TASK STATEMENT
In the data that follows, how many lines contain the word "Some"? Give only that number.

[SUPPLIED INFORMATION Boundary: Start]

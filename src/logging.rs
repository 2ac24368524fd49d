//! Diagnostic logging for hostvault.
//!
//! Library code emits `tracing` events; the binary installs a stderr
//! subscriber here.  User-facing messages go through `cli::output`
//! instead, so the default level is quiet.

use tracing_subscriber::layer::SubscriberExt;
use tracing_subscriber::util::SubscriberInitExt;
use tracing_subscriber::{fmt, EnvFilter};

/// Log level used when neither `RUST_LOG` nor settings say otherwise.
pub const DEFAULT_LOG_LEVEL: &str = "warn";

/// Normalize a user-supplied level name.
pub fn parse_level(value: &str) -> &'static str {
    match value.to_lowercase().as_str() {
        "trace" => "trace",
        "debug" => "debug",
        "info" => "info",
        "warn" | "warning" => "warn",
        "error" => "error",
        "off" | "none" | "disabled" => "off",
        _ => DEFAULT_LOG_LEVEL,
    }
}

/// Install the global subscriber.
///
/// `RUST_LOG` wins over `level`.  Calling this twice is harmless; the
/// second install is ignored.
pub fn init(level: &str) {
    let filter =
        EnvFilter::try_from_default_env().unwrap_or_else(|_| EnvFilter::new(parse_level(level)));

    let stderr_layer = fmt::layer()
        .with_writer(std::io::stderr)
        .with_target(false)
        .without_time();

    let _ = tracing_subscriber::registry()
        .with(filter)
        .with(stderr_layer)
        .try_init();
}

#[cfg(test)]
mod tests {
    use super::*;

    #[test]
    fn parse_level_accepts_aliases() {
        assert_eq!(parse_level("WARNING"), "warn");
        assert_eq!(parse_level("Debug"), "debug");
        assert_eq!(parse_level("none"), "off");
    }

    #[test]
    fn parse_level_falls_back_to_default() {
        assert_eq!(parse_level("loud"), DEFAULT_LOG_LEVEL);
    }
}
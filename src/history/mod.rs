//! Interaction history: last-used transfer and command parameters.
//!
//! A plaintext JSON map stored next to the vault, keyed
//! `"<host>:upload"`, `"<host>:download"` and `"<host>:exec"`.  Values
//! are not secrets and only pre-fill input fields.
//!
//! Designed for graceful degradation: a missing or broken file is
//! replaced with an empty one, and write failures are logged and
//! swallowed.  Nothing here ever fails the caller.

use std::collections::BTreeMap;
use std::fs;
use std::io::ErrorKind;
use std::path::{Path, PathBuf};

use serde::{Deserialize, Serialize};

use crate::vault::format::write_atomic;

/// Source/destination pair of the last file transfer.
#[derive(Debug, Clone, Default, PartialEq, Eq, Serialize, Deserialize)]
#[serde(rename_all = "PascalCase")]
pub struct TransferEntry {
    #[serde(default)]
    pub from: String,
    #[serde(default)]
    pub to: String,
}

/// The last command executed on a host.
#[derive(Debug, Clone, Default, PartialEq, Eq, Serialize, Deserialize)]
#[serde(rename_all = "PascalCase")]
pub struct ExecEntry {
    #[serde(default)]
    pub command: String,
}

/// Everything remembered under one history key.
///
/// Stored flat on disk: `{"From": .., "To": .., "Command": ..}`.
#[derive(Debug, Clone, Default, PartialEq, Eq, Serialize, Deserialize)]
pub struct HostHistoryEntry {
    #[serde(flatten)]
    pub transfer: TransferEntry,
    #[serde(flatten)]
    pub exec: ExecEntry,
}

/// Which interaction a history key records.
#[derive(Debug, Clone, Copy, PartialEq, Eq)]
pub enum HistoryKind {
    Upload,
    Download,
    Exec,
}

impl HistoryKind {
    pub fn as_str(&self) -> &'static str {
        match self {
            Self::Upload => "upload",
            Self::Download => "download",
            Self::Exec => "exec",
        }
    }

    /// Composite map key, e.g. `web:upload`.
    pub fn key_for(&self, host: &str) -> String {
        format!("{host}:{}", self.as_str())
    }
}

/// Owned history state backed by a single JSON file.
#[derive(Debug)]
pub struct HistoryCache {
    path: PathBuf,
    entries: BTreeMap<String, HostHistoryEntry>,
}

impl HistoryCache {
    /// Open the history file at `path`.
    ///
    /// Absent or unparsable files yield an empty cache and are
    /// recreated on disk.
    pub fn load(path: &Path) -> Self {
        let entries = match fs::read(path) {
            Ok(bytes) => match serde_json::from_slice(&bytes) {
                Ok(entries) => Some(entries),
                Err(e) => {
                    tracing::warn!(
                        path = %path.display(),
                        error = %e,
                        "history file broken, starting with an empty one"
                    );
                    None
                }
            },
            Err(e) if e.kind() == ErrorKind::NotFound => None,
            Err(e) => {
                tracing::warn!(path = %path.display(), error = %e, "cannot read history file");
                None
            }
        };

        match entries {
            Some(entries) => Self {
                path: path.to_path_buf(),
                entries,
            },
            None => {
                let cache = Self {
                    path: path.to_path_buf(),
                    entries: BTreeMap::new(),
                };
                cache.persist();
                cache
            }
        }
    }

    pub fn path(&self) -> &Path {
        &self.path
    }

    pub fn len(&self) -> usize {
        self.entries.len()
    }

    pub fn is_empty(&self) -> bool {
        self.entries.is_empty()
    }

    // ------------------------------------------------------------------
    // Reads
    // ------------------------------------------------------------------

    pub fn get_upload(&self, host: &str) -> TransferEntry {
        self.entry(HistoryKind::Upload, host).transfer
    }

    pub fn get_download(&self, host: &str) -> TransferEntry {
        self.entry(HistoryKind::Download, host).transfer
    }

    pub fn get_exec(&self, host: &str) -> ExecEntry {
        self.entry(HistoryKind::Exec, host).exec
    }

    fn entry(&self, kind: HistoryKind, host: &str) -> HostHistoryEntry {
        self.entries
            .get(&kind.key_for(host))
            .cloned()
            .unwrap_or_default()
    }

    // ------------------------------------------------------------------
    // Writes
    // ------------------------------------------------------------------

    /// Remember the last upload for `host`.  Returns `true` if the
    /// value changed.
    pub fn put_upload(&mut self, host: &str, transfer: TransferEntry) -> bool {
        self.update(HistoryKind::Upload, host, |e| &mut e.transfer, transfer)
    }

    /// Remember the last download for `host`.
    pub fn put_download(&mut self, host: &str, transfer: TransferEntry) -> bool {
        self.update(HistoryKind::Download, host, |e| &mut e.transfer, transfer)
    }

    /// Remember the last command run on `host`.
    pub fn put_exec(&mut self, host: &str, exec: ExecEntry) -> bool {
        self.update(HistoryKind::Exec, host, |e| &mut e.exec, exec)
    }

    fn update<T: PartialEq>(
        &mut self,
        kind: HistoryKind,
        host: &str,
        field: impl FnOnce(&mut HostHistoryEntry) -> &mut T,
        value: T,
    ) -> bool {
        let key = kind.key_for(host);
        let mut entry = self.entries.get(&key).cloned().unwrap_or_default();
        let slot = field(&mut entry);
        if *slot == value {
            return false;
        }
        *slot = value;
        self.entries.insert(key, entry);
        self.persist();
        true
    }

    /// Rewrite the whole history file.  Failures are only logged.
    fn persist(&self) {
        let bytes = match serde_json::to_vec(&self.entries) {
            Ok(bytes) => bytes,
            Err(e) => {
                tracing::warn!(error = %e, "failed to serialize history cache");
                return;
            }
        };
        if let Err(e) = write_atomic(&self.path, &bytes) {
            tracing::warn!(path = %self.path.display(), error = %e, "failed to update history cache");
        }
    }
}
//! `hostvault create-key`: generate the master key.

use crate::cli::output;
use crate::cli::Paths;
use crate::crypto::{generate_master_key, save_master_key};
use crate::errors::{HostVaultError, Result};

/// Execute the `create-key` command.
pub fn execute(paths: &Paths) -> Result<()> {
    let key = generate_master_key()?;

    // Exclusive create: an existing key is never replaced.
    match save_master_key(&paths.master_key, &key) {
        Ok(()) => {}
        Err(HostVaultError::MasterKeyExists(path)) => {
            output::tip("Losing the current key makes the vault unreadable; keep it.");
            return Err(HostVaultError::MasterKeyExists(path));
        }
        Err(e) => return Err(e),
    }

    output::success(&format!(
        "Master key saved to {}",
        paths.master_key.display()
    ));
    output::tip("Back this file up; without it the vault cannot be decrypted.");

    Ok(())
}
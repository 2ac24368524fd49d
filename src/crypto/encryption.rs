//! AES-256-GCM authenticated encryption for the credential vault.
//!
//! Each call to `encrypt` generates a fresh random 12-byte nonce and
//! prepends it to the ciphertext.  `decrypt` splits the nonce back out
//! before decrypting.
//!
//! Layout of the returned byte buffer:
//!   [ 12-byte nonce | ciphertext + 16-byte auth tag ]
//!
//! A wrong key, a flipped bit and a truncated blob all fail the tag
//! check and surface as the same `CorruptData` error.

use aes_gcm::aead::{Aead, KeyInit, OsRng};
use aes_gcm::{AeadCore, Aes256Gcm, Nonce};

use crate::errors::{HostVaultError, Result};

/// Size of the AES-256-GCM nonce in bytes.
pub const NONCE_LEN: usize = 12;

/// Size of the GCM authentication tag in bytes.
pub const TAG_LEN: usize = 16;

/// Smallest blob `decrypt` will accept: nonce plus tag of an empty payload.
pub const MIN_BLOB_LEN: usize = NONCE_LEN + TAG_LEN;

/// Encrypt `plaintext` with a 32-byte `key`.
///
/// Returns the nonce prepended to the ciphertext (nonce || ciphertext).
pub fn encrypt(key: &[u8], plaintext: &[u8]) -> Result<Vec<u8>> {
    let cipher = Aes256Gcm::new_from_slice(key)
        .map_err(|e| HostVaultError::EncryptionFailed(format!("invalid key length: {e}")))?;

    let nonce = Aes256Gcm::generate_nonce(&mut OsRng);

    let ciphertext = cipher
        .encrypt(&nonce, plaintext)
        .map_err(|e| HostVaultError::EncryptionFailed(format!("encryption error: {e}")))?;

    let mut output = Vec::with_capacity(NONCE_LEN + ciphertext.len());
    output.extend_from_slice(&nonce);
    output.extend_from_slice(&ciphertext);
    Ok(output)
}

/// Decrypt data that was produced by `encrypt`.
pub fn decrypt(key: &[u8], blob: &[u8]) -> Result<Vec<u8>> {
    if blob.len() < MIN_BLOB_LEN {
        return Err(HostVaultError::CorruptData(format!(
            "encrypted data too short ({} bytes, need at least {MIN_BLOB_LEN})",
            blob.len()
        )));
    }

    let (nonce_bytes, ciphertext) = blob.split_at(NONCE_LEN);
    let nonce = Nonce::from_slice(nonce_bytes);

    let cipher = Aes256Gcm::new_from_slice(key)
        .map_err(|_| HostVaultError::CorruptData("invalid key length".into()))?;

    cipher.decrypt(nonce, ciphertext).map_err(|_| {
        HostVaultError::CorruptData("authentication failed — wrong key or damaged data".into())
    })
}
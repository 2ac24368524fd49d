//! On-disk vault envelope and atomic file replacement.
//!
//! A vault file has no magic header and no version byte:
//!
//! ```text
//! [nonce: 12 bytes][AES-256-GCM ciphertext + tag]
//! ```
//!
//! The plaintext is a JSON object `{"credentials": {<host>: <record>}}`.

use std::fs::{self, OpenOptions};
use std::io::{ErrorKind, Write};
use std::path::{Path, PathBuf};

use zeroize::Zeroize;

use super::store::CredentialStore;
use crate::crypto::{decrypt, encrypt, MasterKey};
use crate::errors::{HostVaultError, Result};

/// Serialize and encrypt a store into the vault envelope.
pub fn seal(store: &CredentialStore, key: &MasterKey) -> Result<Vec<u8>> {
    let mut json = serde_json::to_vec(store)
        .map_err(|e| HostVaultError::SerializationError(format!("credentials: {e}")))?;
    let sealed = encrypt(key.as_bytes(), &json);
    json.zeroize();
    sealed
}

/// Decrypt a vault envelope and parse the credential JSON.
///
/// Anything after the last closing brace is discarded before parsing.
/// Older writers left padding bytes behind the JSON object and those
/// files must still open.
pub fn open(blob: &[u8], key: &MasterKey) -> Result<CredentialStore> {
    let mut plaintext = decrypt(key.as_bytes(), blob)?;

    let parsed = match plaintext.iter().rposition(|&b| b == b'}') {
        Some(end) => serde_json::from_slice::<CredentialStore>(&plaintext[..=end])
            .map_err(|e| HostVaultError::CorruptData(format!("credentials JSON: {e}"))),
        None => Err(HostVaultError::CorruptData(
            "decrypted vault contains no JSON object".into(),
        )),
    };

    plaintext.zeroize();
    parsed
}

/// Read the raw vault bytes, mapping a missing file to `VaultNotFound`.
pub fn read_vault(path: &Path) -> Result<Vec<u8>> {
    match fs::read(path) {
        Ok(data) => Ok(data),
        Err(e) if e.kind() == ErrorKind::NotFound => {
            Err(HostVaultError::VaultNotFound(path.to_path_buf()))
        }
        Err(e) => Err(e.into()),
    }
}

/// Replace `path` with `data` **atomically**.
///
/// 1. Write to a temp file in the same directory (mode 0600 on unix).
/// 2. fsync the temp file.
/// 3. Rename it over the target path.
///
/// Readers see either the old file or the new one, never a torn write.
pub fn write_atomic(path: &Path, data: &[u8]) -> Result<()> {
    let parent = match path.parent() {
        Some(p) if !p.as_os_str().is_empty() => p,
        _ => Path::new("."),
    };
    if !parent.exists() {
        fs::create_dir_all(parent)?;
    }

    let tmp_path = temp_path_for(parent, path);

    // A leftover temp file from a crashed write would keep its old mode.
    match fs::remove_file(&tmp_path) {
        Err(e) if e.kind() != ErrorKind::NotFound => return Err(e.into()),
        _ => {}
    }

    let mut options = OpenOptions::new();
    options.write(true).create_new(true);
    #[cfg(unix)]
    {
        use std::os::unix::fs::OpenOptionsExt;
        options.mode(0o600);
    }

    let written = options.open(&tmp_path).and_then(|mut file| {
        file.write_all(data)?;
        file.sync_all()
    });
    if let Err(e) = written.and_then(|()| fs::rename(&tmp_path, path)) {
        let _ = fs::remove_file(&tmp_path);
        return Err(e.into());
    }

    sync_dir(parent);
    Ok(())
}

/// fsync the directory so the rename itself survives a crash.
#[cfg(unix)]
fn sync_dir(dir: &Path) {
    if let Err(e) = fs::File::open(dir).and_then(|d| d.sync_all()) {
        tracing::warn!(dir = %dir.display(), error = %e, "failed to sync directory after rename");
    }
}

#[cfg(not(unix))]
fn sync_dir(_dir: &Path) {}

fn temp_path_for(parent: &Path, path: &Path) -> PathBuf {
    parent.join(format!(
        ".{}.tmp",
        path.file_name().unwrap_or_default().to_string_lossy()
    ))
}
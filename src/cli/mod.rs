//! CLI module: Clap argument parser, output helpers, and command implementations.

pub mod commands;
pub mod output;

use std::io::{self, IsTerminal, Read};
use std::path::PathBuf;

use clap::Parser;
use zeroize::Zeroizing;

use crate::config::{default_config_dir, Settings};
use crate::crypto::load_master_key;
use crate::errors::{HostVaultError, Result};
use crate::hosts::{load_ssh_config, reconcile, HostConfig};
use crate::vault::CredentialStore;

/// hostvault CLI: SSH host inventory with an encrypted password vault.
#[derive(Parser)]
#[command(
    name = "hostvault",
    about = "SSH host inventory with an encrypted password vault",
    version
)]
pub struct Cli {
    #[command(subcommand)]
    pub command: Commands,

    /// Directory holding the master key, vault and history
    /// (default: <os config dir>/hostvault)
    #[arg(long, env = "HOSTVAULT_CONFIG_DIR", global = true)]
    pub config_dir: Option<PathBuf>,

    /// SSH client config to read hosts from (default: ~/.ssh/config)
    #[arg(long, env = "SSH_CONFIG", global = true)]
    pub ssh_config: Option<PathBuf>,

    /// Print debug diagnostics to stderr
    #[arg(short, long, global = true)]
    pub verbose: bool,
}

/// All available subcommands.
#[derive(clap::Subcommand)]
pub enum Commands {
    /// Generate the master key (refuses to replace an existing one)
    CreateKey,

    /// Store or update the password for a host
    Upsert {
        /// Host alias (as in the SSH config, or a new vault-only host)
        #[arg(long)]
        host: String,

        /// Password (omit for interactive prompt)
        #[arg(long)]
        password: Option<String>,

        /// Endpoint override; makes the vault authoritative for this host
        #[arg(long)]
        hostname: Option<String>,

        /// User for the endpoint override
        #[arg(long, default_value = "root")]
        user: String,

        /// Port for the endpoint override
        #[arg(long, default_value = "22")]
        port: String,
    },

    /// Remove the stored credential for a host
    Remove {
        /// Host alias
        #[arg(long)]
        host: String,
    },

    /// Print the stored password for a host
    Reveal {
        /// Host alias
        #[arg(long)]
        host: String,
    },

    /// List all known hosts (SSH config merged with the vault)
    List,

    /// Print the endpoint of a host
    Ip {
        /// Host alias
        host: String,
    },

    /// Show remembered transfer and command parameters for a host
    History {
        /// Host alias
        host: String,
    },

    /// Generate shell completion scripts
    Completions {
        /// Shell to generate completions for (bash, zsh, fish, powershell)
        shell: String,
    },
}

// ---------------------------------------------------------------------------
// Shared helpers used by multiple commands
// ---------------------------------------------------------------------------

/// Resolved file locations for one invocation.
#[derive(Debug, Clone)]
pub struct Paths {
    pub config_dir: PathBuf,
    pub master_key: PathBuf,
    pub credentials: PathBuf,
    pub history: PathBuf,
    pub ssh_config: Option<PathBuf>,
}

impl Paths {
    /// Combine CLI flags with settings.  Flags win.
    pub fn resolve(cli: &Cli, config_dir: PathBuf, settings: &Settings) -> Self {
        Self {
            master_key: settings.master_key_path(&config_dir),
            credentials: settings.credentials_path(&config_dir),
            history: settings.history_path(&config_dir),
            ssh_config: cli.ssh_config.clone().or_else(|| settings.ssh_config_path()),
            config_dir,
        }
    }
}

/// The config directory from `--config-dir` or the OS default.
pub fn config_dir(cli: &Cli) -> Result<PathBuf> {
    match &cli.config_dir {
        Some(dir) => Ok(dir.clone()),
        None => default_config_dir().ok_or_else(|| {
            HostVaultError::ConfigError(
                "cannot determine the user config directory — use --config-dir".into(),
            )
        }),
    }
}

/// Parse the SSH config and merge in vault credentials.
///
/// A missing SSH config or an uninitialized vault is not an error:
/// the corresponding side simply contributes nothing.
pub fn load_hosts(paths: &Paths) -> Result<Vec<HostConfig>> {
    let configs = match &paths.ssh_config {
        Some(path) => match load_ssh_config(path) {
            Ok(configs) => configs,
            Err(HostVaultError::SshConfigNotFound(p)) => {
                tracing::info!(path = %p.display(), "no SSH config, using vault hosts only");
                Vec::new()
            }
            Err(e) => return Err(e),
        },
        None => Vec::new(),
    };

    match load_master_key(&paths.master_key) {
        Ok(key) => {
            let credentials = CredentialStore::load_or_default(&paths.credentials, &key)?;
            Ok(reconcile(&credentials, configs))
        }
        Err(HostVaultError::MasterKeyNotFound(_)) => Ok(configs),
        Err(e) => Err(e),
    }
}

/// Validate a host alias given on the command line.
///
/// Must be non-empty, without whitespace and without wildcards (the SSH
/// config parser never yields wildcard aliases, so such a record could
/// never match).
pub fn validate_host_alias(host: &str) -> Result<()> {
    if host.is_empty() {
        return Err(HostVaultError::CommandFailed(
            "please provide a host".into(),
        ));
    }
    if host.chars().any(char::is_whitespace) {
        return Err(HostVaultError::CommandFailed(format!(
            "host '{host}' must not contain whitespace"
        )));
    }
    if host.contains('*') || host.contains('?') {
        return Err(HostVaultError::CommandFailed(format!(
            "host '{host}' must not contain wildcards"
        )));
    }
    Ok(())
}

/// Read a password for `host` from a pipe or an interactive prompt.
///
/// Returns `Zeroizing<String>` so the password is wiped from memory on drop.
pub fn read_password(host: &str) -> Result<Zeroizing<String>> {
    if !io::stdin().is_terminal() {
        let mut buf = Zeroizing::new(String::new());
        io::stdin().read_to_string(&mut buf)?;
        let trimmed = Zeroizing::new(buf.trim_end_matches(['\r', '\n']).to_string());
        return Ok(trimmed);
    }

    let pw = dialoguer::Password::new()
        .with_prompt(format!("Enter password for {host}"))
        .allow_empty_password(true)
        .interact()
        .map_err(|e| HostVaultError::CommandFailed(format!("password prompt: {e}")))?;
    Ok(Zeroizing::new(pw))
}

[SUPPLIED INFORMATION Boundary: End]

RESULT BELOW
6